A couple of things make me smile about the modern hugging and kissing. One is imagining what my dad and DH dad would have made of it all and the other is watching our large son, SIL's, DH and other assorted male relatives getting into awkward clinches!
Hugging and airkissing is more hygienic than a handshake actually. You can do it without any skin touching at all. I just wish I didn't have one friend who always airkisses a real smacker right near my ear. One time it was ringing for a whole day
I think you’ll embarrass her by making a big deal of it and sending texts to explain that you’re not used to hugging. Just hug her next time, or respond if she hugs you.
If you like her and you have a good relationship, whether or not you hug won’t be an issue.
My Mil always hugs me and kisses my cheek and I hate it. I don’t like her, she doesn’t like me, it’s all fake (like the rest of her) and I wish she’d just stop it.
I'm 100 per cent handshake except for the special few who are greeted intimately. My shake is firm, warm and meaningful with full eye contact and - I'm always careful with my sword!
This thread has sort of lost its way somehow.
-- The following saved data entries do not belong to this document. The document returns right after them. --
//! Query cache with typed keys and change notification.
//!
//! Reads go through [`QueryCache::fetch`]: a fresh cached value is returned
//! without touching the backend, a stale or missing one triggers the loader.
//! Mutations run through [`QueryCache::mutate`], which invalidates the
//! affected keys only after the mutation succeeds. Interested parties
//! subscribe to a key and get woken whenever its value changes or goes
//! stale.

use std::collections::HashMap;
use std::future::Future;
use std::sync::Mutex;

use serde::de::DeserializeOwned;
use serde::Serialize;
use tokio::sync::watch;
use tracing::trace;

use hearth_shared::{DataError, FamilyId, Result, UserId};

/// Cache key, one per query the UI can render.
#[derive(Debug, Clone, PartialEq, Eq, Hash)]
pub enum QueryKey {
    CurrentUser,
    Users,
    User(UserId),
    Families(UserId),
    Tasks(FamilyId),
    Categories,
    Events(UserId),
    /// Viewer-scoped: the anonymity scrub makes the cached value depend on
    /// who is looking, so two viewers must never share a slot.
    Wishlist { owner: UserId, viewer: UserId },
    Friends(UserId),
    FriendRequests(UserId),
}

struct Slot {
    value: Option<serde_json::Value>,
    stale: bool,
    version: u64,
    tx: watch::Sender<u64>,
}

impl Slot {
    fn new() -> Self {
        let (tx, _) = watch::channel(0);
        Self {
            value: None,
            stale: true,
            version: 0,
            tx,
        }
    }

    fn bump(&mut self) {
        self.version += 1;
        let _ = self.tx.send(self.version);
    }
}

/// Keyed cache shared by all hooks of one app instance.
#[derive(Default)]
pub struct QueryCache {
    slots: Mutex<HashMap<QueryKey, Slot>>,
}

impl QueryCache {
    pub fn new() -> Self {
        Self::default()
    }

    /// Return the cached value for `key`, or run `loader` and cache its
    /// result. The slot lock is never held across the load.
    pub async fn fetch<T, F>(&self, key: QueryKey, loader: F) -> Result<T>
    where
        T: Serialize + DeserializeOwned,
        F: Future<Output = Result<T>>,
    {
        {
            let slots = self.lock();
            if let Some(slot) = slots.get(&key) {
                if !slot.stale {
                    if let Some(value) = &slot.value {
                        trace!(?key, "cache hit");
                        return serde_json::from_value(value.clone())
                            .map_err(|e| DataError::Storage(format!("cached value: {e}")));
                    }
                }
            }
        }

        trace!(?key, "cache miss");
        let loaded = loader.await?;
        let value = serde_json::to_value(&loaded)
            .map_err(|e| DataError::Storage(format!("cache encode: {e}")))?;

        let mut slots = self.lock();
        let slot = slots.entry(key).or_insert_with(Slot::new);
        slot.value = Some(value);
        slot.stale = false;
        slot.bump();
        Ok(loaded)
    }

    /// Mark one key stale and wake its subscribers.
    pub fn invalidate(&self, key: &QueryKey) {
        let mut slots = self.lock();
        if let Some(slot) = slots.get_mut(key) {
            slot.stale = true;
            slot.bump();
        }
    }

    /// Mark every wishlist key stale. Bookings change what other viewers are
    /// allowed to see, so no single owner's key suffices.
    pub fn invalidate_wishlists(&self) {
        let mut slots = self.lock();
        for (key, slot) in slots.iter_mut() {
            if matches!(key, QueryKey::Wishlist { .. }) {
                slot.stale = true;
                slot.bump();
            }
        }
    }

    /// Subscribe to change notifications for `key`. The receiver yields the
    /// slot's version counter; any change of value or staleness bumps it.
    pub fn subscribe(&self, key: QueryKey) -> watch::Receiver<u64> {
        let mut slots = self.lock();
        slots.entry(key).or_insert_with(Slot::new).tx.subscribe()
    }

    /// Run a mutation and, only if it succeeds, invalidate `keys`.
    pub async fn mutate<T, F>(&self, keys: &[QueryKey], mutation: F) -> Result<T>
    where
        F: Future<Output = Result<T>>,
    {
        let out = mutation.await?;
        for key in keys {
            self.invalidate(key);
        }
        Ok(out)
    }

    fn lock(&self) -> std::sync::MutexGuard<'_, HashMap<QueryKey, Slot>> {
        self.slots.lock().unwrap_or_else(|e| e.into_inner())
    }
}

#[cfg(test)]
mod tests {
    use super::*;

    #[tokio::test]
    async fn fetch_caches_until_invalidated() {
        let cache = QueryCache::new();
        let key = QueryKey::Categories;

        let first: u32 = cache.fetch(key.clone(), async { Ok(1) }).await.unwrap();
        assert_eq!(first, 1);

        // Fresh hit: the loader must not run.
        let second: u32 = cache
            .fetch(key.clone(), async { panic!("loader ran on a fresh slot") })
            .await
            .unwrap();
        assert_eq!(second, 1);

        cache.invalidate(&key);
        let third: u32 = cache.fetch(key, async { Ok(2) }).await.unwrap();
        assert_eq!(third, 2);
    }

    #[tokio::test]
    async fn failed_mutations_do_not_invalidate() {
        let cache = QueryCache::new();
        let key = QueryKey::Users;
        let _: u32 = cache.fetch(key.clone(), async { Ok(7) }).await.unwrap();

        let result: Result<()> = cache
            .mutate(&[key.clone()], async {
                Err(DataError::Conflict("nope".into()))
            })
            .await;
        assert!(result.is_err());

        let cached: u32 = cache
            .fetch(key, async { panic!("slot must still be fresh") })
            .await
            .unwrap();
        assert_eq!(cached, 7);
    }

    #[tokio::test]
    async fn subscribers_wake_on_invalidation() {
        let cache = QueryCache::new();
        let key = QueryKey::Wishlist {
            owner: "1".into(),
            viewer: "2".into(),
        };
        let mut rx = cache.subscribe(key.clone());
        let baseline = *rx.borrow_and_update();

        let _: u32 = cache.fetch(key.clone(), async { Ok(1) }).await.unwrap();
        cache.invalidate_wishlists();

        rx.changed().await.unwrap();
        assert!(*rx.borrow() > baseline);

        // Unrelated keys stay quiet.
        let mut other = cache.subscribe(QueryKey::Friends("1".into()));
        assert!(!other.has_changed().unwrap());
    }
}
It is not about 'hugging' in general' but hugging a foreign dil, a young woman away from home and her family, perhaps feeling a bit out of water (especially in the current circumstances in the UK), and who is used to hugging in her family. If hugging would help her feel more at home and part of this new family- I'd say making the effort and 'learn' would pay great dividends in the future.
You can teach yourself to hug, the same way you taught yourself that shaking hands was appropriate. I am like you I am not a hugger by nature but one of my daughters is, and I have friends who are so I have learned to hug those people who seem to put great store in it
My family never hugged. I can't ever remember my parents kissing or cuddling me, so the contemporary way of greeting, by kissing and hugging scared me to death.
I am gradually getting used to it however, and think if you can get over the embarrassment it's quite meaningful to have that physical connection with others.
Unfortunately I still can't bring myself to kiss my mum.
I was always way more demonstrative than my rather uptight (emotionally) parents. I would hug, kiss and say I loved them. They both found it embarrassing. Once I married and had kids...they got used to it as my kids like this too. They learnt... by the end of their lives they would put their arms wide as we arrived. I think they just grew up with not very physical parents.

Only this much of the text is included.